Exercise goal: Below are the records; how many of their lines contain "PartialEq"? Reply only with that figure.

------ Extracted data ------

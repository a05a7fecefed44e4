//! Relay configuration types.

use std::fmt;
use std::time::Duration;

use rustls::pki_types::CertificateDer;

/// Port conventionally used for implicit-TLS submission.
pub const IMPLICIT_TLS_PORT: u16 = 465;

/// Default submission port.
pub const SUBMISSION_PORT: u16 = 587;

/// Connection security mode.
#[derive(Debug, Clone, Copy, PartialEq, Eq, Default)]
pub enum Security {
    /// No encryption. STARTTLS is never attempted.
    None,
    /// Start with plaintext, upgrade with STARTTLS when the server advertises it.
    #[default]
    StartTls,
    /// TLS from the start (port 465).
    Implicit,
}

impl Security {
    /// Returns the security mode implied by a port number.
    #[must_use]
    pub const fn for_port(port: u16) -> Self {
        if port == IMPLICIT_TLS_PORT {
            Self::Implicit
        } else {
            Self::StartTls
        }
    }

    /// Returns the default port for this security mode.
    #[must_use]
    pub const fn default_port(self) -> u16 {
        match self {
            Self::None | Self::StartTls => SUBMISSION_PORT,
            Self::Implicit => IMPLICIT_TLS_PORT,
        }
    }
}

/// Username and password for AUTH LOGIN.
#[derive(Clone, Default, PartialEq, Eq)]
pub struct Credentials {
    /// Login name.
    pub username: String,
    /// Password.
    pub password: String,
}

impl Credentials {
    /// Creates a new credential pair.
    #[must_use]
    pub fn new(username: impl Into<String>, password: impl Into<String>) -> Self {
        Self {
            username: username.into(),
            password: password.into(),
        }
    }
}

impl fmt::Debug for Credentials {
    fn fmt(&self, f: &mut fmt::Formatter<'_>) -> fmt::Result {
        f.debug_struct("Credentials")
            .field("username", &self.username)
            .field("password", &"<redacted>")
            .finish()
    }
}

/// TLS verification settings.
///
/// The default is strict: the peer certificate chain must verify against the
/// bundled web PKI roots and self-signed certificates are rejected.
#[derive(Debug, Clone, PartialEq, Eq)]
pub struct TlsOptions {
    /// Verify the peer certificate chain and name.
    pub verify_peer: bool,
    /// Accept certificates that do not chain to a trusted root, such as
    /// self-signed ones. The leaf must still match the server name unless
    /// `verify_peer` is also false.
    pub allow_self_signed: bool,
    /// Name used for SNI and certificate verification instead of the host.
    pub server_name: Option<String>,
    /// Additional trusted roots, on top of the bundled ones.
    pub root_certificates: Vec<CertificateDer<'static>>,
}

impl Default for TlsOptions {
    fn default() -> Self {
        Self {
            verify_peer: true,
            allow_self_signed: false,
            server_name: None,
            root_certificates: Vec::new(),
        }
    }
}

impl TlsOptions {
    /// Applies caller overrides on top of these options.
    ///
    /// Only fields the caller set are replaced. Extra root certificates are
    /// appended; the bundled roots are never removed.
    #[must_use]
    pub fn merge(mut self, overrides: TlsOverrides) -> Self {
        if let Some(verify_peer) = overrides.verify_peer {
            self.verify_peer = verify_peer;
        }
        if let Some(allow_self_signed) = overrides.allow_self_signed {
            self.allow_self_signed = allow_self_signed;
        }
        if overrides.server_name.is_some() {
            self.server_name = overrides.server_name;
        }
        self.root_certificates.extend(overrides.root_certificates);
        self
    }

    /// Returns true if chain trust is not enforced.
    #[must_use]
    pub const fn is_permissive(&self) -> bool {
        !self.verify_peer || self.allow_self_signed
    }
}

/// Caller-supplied TLS overrides. Unset fields keep the secure defaults.
#[derive(Debug, Clone, Default, PartialEq, Eq)]
pub struct TlsOverrides {
    /// Override for [`TlsOptions::verify_peer`].
    pub verify_peer: Option<bool>,
    /// Override for [`TlsOptions::allow_self_signed`].
    pub allow_self_signed: Option<bool>,
    /// Override for [`TlsOptions::server_name`].
    pub server_name: Option<String>,
    /// Roots to trust in addition to the defaults.
    pub root_certificates: Vec<CertificateDer<'static>>,
}

/// SMTP relay configuration.
#[derive(Debug, Clone)]
pub struct Config {
    /// Relay hostname.
    pub host: String,
    /// Relay port.
    pub port: u16,
    /// Security mode.
    pub security: Security,
    /// AUTH LOGIN credentials.
    pub credentials: Credentials,
    /// Name sent with EHLO.
    pub helo_name: String,
    /// Dial and TLS handshake timeout.
    pub connect_timeout: Duration,
    /// Per read/write timeout on the command channel.
    pub io_timeout: Duration,
    /// TLS verification settings.
    pub tls: TlsOptions,
}

impl Config {
    /// Creates a configuration for the submission port with default settings.
    #[must_use]
    pub fn new(host: impl Into<String>) -> Self {
        ConfigBuilder::new(host).build()
    }

    /// Creates a configuration builder.
    #[must_use]
    pub fn builder(host: impl Into<String>) -> ConfigBuilder {
        ConfigBuilder::new(host)
    }

    /// Returns the name used for TLS verification.
    #[must_use]
    pub fn tls_server_name(&self) -> &str {
        self.tls.server_name.as_deref().unwrap_or(&self.host)
    }
}

/// Builder for relay configuration.
#[derive(Debug, Clone)]
pub struct ConfigBuilder {
    host: String,
    port: Option<u16>,
    security: Option<Security>,
    credentials: Credentials,
    helo_name: String,
    connect_timeout: Duration,
    io_timeout: Duration,
    tls: TlsOptions,
}

impl ConfigBuilder {
    /// Creates a new builder with the given hostname.
    #[must_use]
    pub fn new(host: impl Into<String>) -> Self {
        Self {
            host: host.into(),
            port: None,
            security: None,
            credentials: Credentials::default(),
            helo_name: "localhost".to_string(),
            connect_timeout: Duration::from_secs(10),
            io_timeout: Duration::from_secs(60),
            tls: TlsOptions::default(),
        }
    }

    /// Sets the port.
    #[must_use]
    pub const fn port(mut self, port: u16) -> Self {
        self.port = Some(port);
        self
    }

    /// Sets the security mode explicitly.
    #[must_use]
    pub const fn security(mut self, security: Security) -> Self {
        self.security = Some(security);
        self
    }

    /// Sets the AUTH LOGIN credentials.
    #[must_use]
    pub fn credentials(mut self, username: impl Into<String>, password: impl Into<String>) -> Self {
        self.credentials = Credentials::new(username, password);
        self
    }

    /// Sets the name sent with EHLO.
    #[must_use]
    pub fn helo_name(mut self, name: impl Into<String>) -> Self {
        self.helo_name = name.into();
        self
    }

    /// Sets the dial timeout.
    #[must_use]
    pub const fn connect_timeout(mut self, timeout: Duration) -> Self {
        self.connect_timeout = timeout;
        self
    }

    /// Sets the I/O timeout.
    #[must_use]
    pub const fn io_timeout(mut self, timeout: Duration) -> Self {
        self.io_timeout = timeout;
        self
    }

    /// Merges caller TLS overrides into the secure defaults.
    #[must_use]
    pub fn tls(mut self, overrides: TlsOverrides) -> Self {
        self.tls = self.tls.merge(overrides);
        self
    }

    /// Builds the configuration.
    ///
    /// Without an explicit port the security mode picks one; without an
    /// explicit security mode the port picks one.
    #[must_use]
    pub fn build(self) -> Config {
        let (port, security) = match (self.port, self.security) {
            (Some(port), Some(security)) => (port, security),
            (Some(port), None) => (port, Security::for_port(port)),
            (None, Some(security)) => (security.default_port(), security),
            (None, None) => (SUBMISSION_PORT, Security::StartTls),
        };

        Config {
            host: self.host,
            port,
            security,
            credentials: self.credentials,
            helo_name: self.helo_name,
            connect_timeout: self.connect_timeout,
            io_timeout: self.io_timeout,
            tls: self.tls,
        }
    }
}

#[cfg(test)]
#[allow(
    clippy::unwrap_used,
    clippy::redundant_clone,
    clippy::manual_string_new,
    clippy::needless_collect,
    clippy::unreadable_literal,
    clippy::used_underscore_items,
    clippy::similar_names
)]
mod tests {
    use super::*;

    #[test]
    fn test_port_implies_security() {
        assert_eq!(Security::for_port(465), Security::Implicit);
        assert_eq!(Security::for_port(587), Security::StartTls);
        assert_eq!(Security::for_port(25), Security::StartTls);
    }

    #[test]
    fn test_config_new() {
        let config = Config::new("smtp.example.com");
        assert_eq!(config.host, "smtp.example.com");
        assert_eq!(config.port, 587);
        assert_eq!(config.security, Security::StartTls);
        assert_eq!(config.helo_name, "localhost");
        assert_eq!(config.connect_timeout, Duration::from_secs(10));
    }

    #[test]
    fn test_config_builder_implicit_port() {
        let config = Config::builder("smtp.example.com")
            .port(465)
            .credentials("user", "secret")
            .build();

        assert_eq!(config.security, Security::Implicit);
        assert_eq!(config.credentials.username, "user");
    }

    #[test]
    fn test_config_builder_security_picks_port() {
        let config = Config::builder("smtp.example.com")
            .security(Security::Implicit)
            .build();
        assert_eq!(config.port, 465);
    }

    #[test]
    fn test_credentials_debug_redacts_password() {
        let credentials = Credentials::new("user", "hunter2");
        let debug = format!("{credentials:?}");
        assert!(debug.contains("user"));
        assert!(!debug.contains("hunter2"));
    }

    #[test]
    fn test_tls_defaults_are_strict() {
        let tls = TlsOptions::default();
        assert!(tls.verify_peer);
        assert!(!tls.allow_self_signed);
        assert!(!tls.is_permissive());
    }

    #[test]
    fn test_tls_merge_keeps_unset_defaults() {
        let tls = TlsOptions::default().merge(TlsOverrides {
            allow_self_signed: Some(true),
            ..TlsOverrides::default()
        });
        assert!(tls.verify_peer);
        assert!(tls.allow_self_signed);
        assert!(tls.is_permissive());
        assert!(tls.server_name.is_none());
    }

    #[test]
    fn test_tls_merge_appends_roots() {
        let extra = CertificateDer::from(vec![0x30, 0x00]);
        let tls = TlsOptions::default()
            .merge(TlsOverrides {
                root_certificates: vec![extra.clone()],
                ..TlsOverrides::default()
            })
            .merge(TlsOverrides {
                root_certificates: vec![extra],
                ..TlsOverrides::default()
            });
        assert_eq!(tls.root_certificates.len(), 2);
    }

    #[test]
    fn test_tls_server_name_override() {
        let config = Config::builder("10.0.0.5")
            .tls(TlsOverrides {
                server_name: Some("mail.example.com".into()),
                ..TlsOverrides::default()
            })
            .build();
        assert_eq!(config.tls_server_name(), "mail.example.com");
        assert_eq!(Config::new("mx.example.com").tls_server_name(), "mx.example.com");
    }
}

------

Exercise result: 4